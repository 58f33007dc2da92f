//! The builder context threaded through `get_type` and `evaluate`: the
//! resolve mode, the lexical scope stack and the eval stack used for
//! cycle detection.

use std::sync::Arc;

use crate::ast::{AstKind, AstNode};
use crate::builtins::BuiltinEnv;
use crate::span::{Location, NodeId};

/// How far evaluation is allowed to reduce.
#[derive(Debug, Clone, Copy, PartialEq, Eq)]
pub enum ResolveMode {
    /// Leave everything symbolic.
    None,
    /// Resolve only what is needed to compute types.
    Types,
    /// Resolve everything that can be resolved.
    All,
    /// Resolve everything, substituting identifiers even when their value
    /// is a dead end.
    Force,
}

impl ResolveMode {
    pub fn do_resolve(self) -> bool {
        matches!(self, ResolveMode::All | ResolveMode::Force)
    }

    pub fn resolve_types(self) -> bool {
        matches!(self, ResolveMode::Types) || self.do_resolve()
    }

    pub fn force_resolve(self) -> bool {
        matches!(self, ResolveMode::Force)
    }
}

/// One entry of the eval stack. Source nodes are identified by span,
/// builtin nodes (which all share the builtin location) by occurrence id.
#[derive(Debug, Clone)]
struct StackEntry {
    id: NodeId,
    location: Location,
    is_identifier: bool,
}

impl StackEntry {
    fn matches(&self, node: &AstNode) -> bool {
        if self.location.is_builtin() || node.location.is_builtin() {
            self.id == node.id
        } else {
            self.location.same_span(&node.location)
        }
    }
}

pub struct BuilderContext {
    pub builtins: Arc<BuiltinEnv>,
    pub resolve: ResolveMode,
    /// When set, the next function-parameter binding is marked `unalias`
    /// so the argument value substitutes unconditionally.
    pub set_unalias: bool,
    scopes: Vec<Vec<AstNode>>,
    eval_stack: Vec<StackEntry>,
}

impl BuilderContext {
    pub fn new(builtins: Arc<BuiltinEnv>) -> BuilderContext {
        BuilderContext {
            builtins,
            resolve: ResolveMode::All,
            set_unalias: false,
            scopes: Vec::new(),
            eval_stack: Vec::new(),
        }
    }

    /// A context with every builtin member in scope by bare name.
    pub fn with_builtin_scope(builtins: Arc<BuiltinEnv>) -> BuilderContext {
        let mut ctx = BuilderContext::new(builtins);
        let prelude = match &ctx.builtins.root().kind {
            AstKind::Object(object) => object.members.clone(),
            _ => unreachable!("builtin root must be an object"),
        };
        ctx.scopes.push(prelude);
        ctx
    }

    /// Runs `f` under full resolution, restoring the previous mode after.
    pub fn with_resolve<T>(&mut self, f: impl FnOnce(&mut BuilderContext) -> T) -> T {
        self.with_resolve_mode(ResolveMode::All, f)
    }

    pub fn with_resolve_mode<T>(
        &mut self,
        mode: ResolveMode,
        f: impl FnOnce(&mut BuilderContext) -> T,
    ) -> T {
        let saved = self.resolve;
        self.resolve = mode;
        let out = f(self);
        self.resolve = saved;
        out
    }

    pub fn push_scope(&mut self, aliases: Vec<AstNode>) {
        self.scopes.push(aliases);
    }

    pub fn pop_scope(&mut self) {
        self.scopes.pop();
    }

    /// Innermost-first alias lookup. `#import` always resolves to the
    /// builtin import function, bypassing the scope stack.
    pub fn get_alias(&self, name: &str) -> Option<AstNode> {
        if name == "#import" {
            let import = self.builtins.get("import")?.clone();
            return Some(AstNode::alias(Location::Builtin, "#import", import, true));
        }
        for scope in self.scopes.iter().rev() {
            for alias in scope.iter().rev() {
                if let AstKind::Alias { left, .. } = &alias.kind {
                    if left.print() == name {
                        return Some(alias.clone());
                    }
                }
            }
        }
        None
    }

    pub fn push_eval(&mut self, node: &AstNode) {
        self.eval_stack.push(StackEntry {
            id: node.id,
            location: node.location.clone(),
            is_identifier: matches!(node.kind, AstKind::Identifier(_)),
        });
    }

    pub fn pop_eval(&mut self) {
        self.eval_stack.pop();
    }

    pub fn is_on_eval_stack(&self, node: &AstNode) -> bool {
        self.eval_stack.iter().any(|entry| entry.matches(node))
    }

    /// True when `node` is on the eval stack with nothing but identifiers
    /// in between, which is how a directly recursive definition looks.
    pub fn is_on_eval_stack_only_identifiers(&self, node: &AstNode) -> bool {
        for entry in self.eval_stack.iter().rev() {
            if entry.matches(node) {
                return true;
            }
            if !entry.is_identifier {
                return false;
            }
        }
        false
    }
}
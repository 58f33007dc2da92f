//! On-disk form of a module: `<base>/<name>/defs.iota` with the printed
//! definitions and `<base>/<name>/meta.json` with the import list.

use std::path::PathBuf;

use serde::{Deserialize, Serialize};

use iota_core::{Error, Result};

use crate::module::{Module, ModuleImport};

#[derive(Debug, Clone, Serialize, Deserialize)]
pub struct MetaObject {
    pub imports: Vec<ModuleImport>,
}

impl Module {
    fn module_dir(&self) -> Result<PathBuf> {
        let Some(base) = &self.fs_base_path else {
            iota_core::bail!("module '{}' has no filesystem path", self.name);
        };
        Ok(base.join(&self.name))
    }

    pub fn defs_path(&self) -> Result<PathBuf> {
        Ok(self.module_dir()?.join("defs.iota"))
    }

    pub fn meta_path(&self) -> Result<PathBuf> {
        Ok(self.module_dir()?.join("meta.json"))
    }

    pub fn save_to_filesystem(&self) -> Result<()> {
        let dir = self.module_dir()?;
        std::fs::create_dir_all(&dir)?;
        std::fs::write(self.defs_path()?, self.print_defs(false))?;
        let meta = MetaObject {
            imports: self.imports().to_vec(),
        };
        let meta_text = serde_json::to_string_pretty(&meta)
            .map_err(|error| Error::Generic(error.to_string()))?;
        std::fs::write(self.meta_path()?, meta_text)?;
        Ok(())
    }

    /// Loads a previously saved module: restores imports from `meta.json`
    /// and re-adds the definitions from `defs.iota`.
    pub fn read_from_filesystem(&mut self) -> Result<()> {
        let meta_text = std::fs::read_to_string(self.meta_path()?)?;
        let meta: MetaObject = serde_json::from_str(&meta_text)
            .map_err(|error| Error::Generic(error.to_string()))?;
        self.imports = meta.imports;
        let defs_path = self.defs_path()?;
        let defs_text = std::fs::read_to_string(&defs_path)?;
        self.add_text(&defs_path.to_string_lossy(), &defs_text);
        Ok(())
    }
}
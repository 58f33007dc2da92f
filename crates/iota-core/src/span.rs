use std::fmt;
use std::sync::atomic::{AtomicU64, Ordering};
use std::sync::Arc;

use crate::ast::AstNode;

/// Process-unique identity of a node *occurrence*.
///
/// Ids are assigned at construction and preserved by `Clone`, so a clone is
/// "the same occurrence" while a freshly built node never is. Builtin nodes
/// (which have no source span) are compared on the eval stack by this id;
/// source nodes are compared by span.
#[derive(Debug, Clone, Copy, PartialEq, Eq, Hash)]
pub struct NodeId(u64);

impl NodeId {
    pub fn next() -> NodeId {
        static COUNTER: AtomicU64 = AtomicU64::new(1);
        NodeId(COUNTER.fetch_add(1, Ordering::Relaxed))
    }
}

/// Where a node came from: a fixed builtin, or a concrete source span.
#[derive(Debug, Clone, PartialEq)]
pub enum Location {
    Builtin,
    Source(Span),
}

impl Location {
    /// Occurrence equality for cycle detection: same file, line and columns.
    /// Always false when either side is builtin (builtins compare by id).
    pub fn same_span(&self, other: &Location) -> bool {
        match (self, other) {
            (Location::Source(a), Location::Source(b)) => a.same_span(b),
            _ => false,
        }
    }

    pub fn is_builtin(&self) -> bool {
        matches!(self, Location::Builtin)
    }

    pub fn span(&self) -> Option<&Span> {
        match self {
            Location::Builtin => None,
            Location::Source(span) => Some(span),
        }
    }
}

impl fmt::Display for Location {
    fn fmt(&self, f: &mut fmt::Formatter<'_>) -> fmt::Result {
        match self {
            Location::Builtin => write!(f, "builtin"),
            Location::Source(span) => write!(f, "{}:{}", span.path, span.line),
        }
    }
}

/// A concrete source span. `origin` optionally records the node a reduced
/// value was produced from (e.g. the call site a result was spliced into)
/// and never participates in equality.
#[derive(Clone)]
pub struct Span {
    pub path: Arc<str>,
    pub line: u32,
    pub start_column: u32,
    pub end_column: u32,
    pub indentation: u32,
    pub origin: Option<Arc<AstNode>>,
}

impl Span {
    pub fn new(path: impl Into<Arc<str>>, line: u32, start_column: u32, end_column: u32) -> Span {
        Span {
            path: path.into(),
            line,
            start_column,
            end_column,
            indentation: 0,
            origin: None,
        }
    }

    pub fn with_indentation(mut self, indentation: u32) -> Span {
        self.indentation = indentation;
        self
    }

    pub fn same_span(&self, other: &Span) -> bool {
        self.path == other.path
            && self.line == other.line
            && self.start_column == other.start_column
            && self.end_column == other.end_column
    }
}

impl PartialEq for Span {
    fn eq(&self, other: &Span) -> bool {
        self.same_span(other)
    }
}

impl fmt::Debug for Span {
    fn fmt(&self, f: &mut fmt::Formatter<'_>) -> fmt::Result {
        write!(
            f,
            "Span({}:{}:{}-{})",
            self.path, self.line, self.start_column, self.end_column
        )
    }
}

#[cfg(test)]
mod tests {
    use super::*;

    fn span(line: u32, start: u32, end: u32) -> Location {
        Location::Source(Span::new("test.iota", line, start, end))
    }

    #[test]
    fn same_span_ignores_origin_and_indentation() {
        let a = span(1, 2, 5);
        let b = Location::Source(Span::new("test.iota", 1, 2, 5).with_indentation(4));
        assert!(a.same_span(&b));
    }

    #[test]
    fn builtin_never_matches_by_span() {
        assert!(!Location::Builtin.same_span(&Location::Builtin));
        assert!(!span(1, 1, 1).same_span(&Location::Builtin));
    }

    #[test]
    fn node_ids_are_unique() {
        assert_ne!(NodeId::next(), NodeId::next());
    }
}
#[test]
fn if_with_one_unknown_branch_takes_the_other_branchs_type() {
    let mut next = spans();
    let mut ctx = ctx();
    let bool_type = ctx.builtins.builtin_type("Bool").clone();
    let condition_binding = AstNode::alias(
        next(),
        "c",
        AstNode::unknown(next(), Some(bool_type)),
        false,
    );
    let unknown_binding = AstNode::alias(next(), "u", AstNode::unknown(next(), None), false);
    ctx.push_scope(vec![condition_binding, unknown_binding]);
    let float64 = ctx.builtins.builtin_type("Float64").clone();
    let branchy = AstNode::new(
        next(),
        AstKind::If {
            condition: Box::new(AstNode::identifier(next(), "c")),
            true_body: vec![AstNode::identifier(next(), "u")],
            false_body: vec![num(next(), 2.0)],
        },
    );
    let ty = branchy.get_type(&mut ctx);
    assert!(ty.type_equals(&float64), "got {}", ty.print());
    let mirrored = AstNode::new(
        next(),
        AstKind::If {
            condition: Box::new(AstNode::identifier(next(), "c")),
            true_body: vec![num(next(), 2.0)],
            false_body: vec![AstNode::identifier(next(), "u")],
        },
    );
    let ty = mirrored.get_type(&mut ctx);
    assert!(ty.type_equals(&float64), "got {}", ty.print());
}

#[test]
fn if_with_both_branches_unknown_is_a_diagnostic() {
    let mut next = spans();
    let mut ctx = ctx();
    let bool_type = ctx.builtins.builtin_type("Bool").clone();
    let condition_binding = AstNode::alias(
        next(),
        "c",
        AstNode::unknown(next(), Some(bool_type)),
        false,
    );
    let unknown_binding = AstNode::alias(next(), "u", AstNode::unknown(next(), None), false);
    ctx.push_scope(vec![condition_binding, unknown_binding]);
    let foggy = AstNode::new(
        next(),
        AstKind::If {
            condition: Box::new(AstNode::identifier(next(), "c")),
            true_body: vec![AstNode::identifier(next(), "u")],
            false_body: vec![AstNode::identifier(next(), "u")],
        },
    );
    let ty = foggy.get_type(&mut ctx);
    let AstKind::Error(Some(diagnostic)) = &ty.kind else {
        panic!("expected an error, got {}", ty.print());
    };
    assert_eq!(
        diagnostic.message,
        "can not determine the type of this if expression"
    );
}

> [What the task requires]:
Show each line of the material where the word "nodes" occurs.

> [Answer for the task]:
/// One entry of the eval stack. Source nodes are identified by span,
/// builtin nodes (which all share the builtin location) by occurrence id.
/// "the same occurrence" while a freshly built node never is. Builtin nodes
/// source nodes are compared by span.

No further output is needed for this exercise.